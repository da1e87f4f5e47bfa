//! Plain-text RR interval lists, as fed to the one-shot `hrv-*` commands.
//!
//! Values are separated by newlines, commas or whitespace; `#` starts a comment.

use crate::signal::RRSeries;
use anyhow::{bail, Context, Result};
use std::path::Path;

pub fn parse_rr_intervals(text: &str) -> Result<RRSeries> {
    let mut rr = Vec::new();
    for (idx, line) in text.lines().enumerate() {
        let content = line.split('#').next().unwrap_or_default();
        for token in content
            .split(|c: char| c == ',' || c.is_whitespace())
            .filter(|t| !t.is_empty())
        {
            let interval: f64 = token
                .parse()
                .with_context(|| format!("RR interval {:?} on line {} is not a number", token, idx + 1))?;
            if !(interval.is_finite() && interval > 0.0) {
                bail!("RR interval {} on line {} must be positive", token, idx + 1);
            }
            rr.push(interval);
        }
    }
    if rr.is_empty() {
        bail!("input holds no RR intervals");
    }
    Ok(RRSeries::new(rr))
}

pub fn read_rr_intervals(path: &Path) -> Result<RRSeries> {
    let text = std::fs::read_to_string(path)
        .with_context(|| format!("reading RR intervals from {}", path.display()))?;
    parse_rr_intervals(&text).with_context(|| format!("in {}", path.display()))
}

= = =

▸ WORK REQUEST
Transcribe, please, every line from the first line of the listing above through the line with "let mut rr = Vec::new();". Keep both ends and nothing else.

▸ SOLVED EXERCISE
repository da1e87f4f5e47bfa
//! Plain-text RR interval lists, as fed to the one-shot `hrv-*` commands.
//!
//! Values are separated by newlines, commas or whitespace; `#` starts a comment.

use crate::signal::RRSeries;
use anyhow::{bail, Context, Result};
use std::path::Path;

pub fn parse_rr_intervals(text: &str) -> Result<RRSeries> {
    let mut rr = Vec::new();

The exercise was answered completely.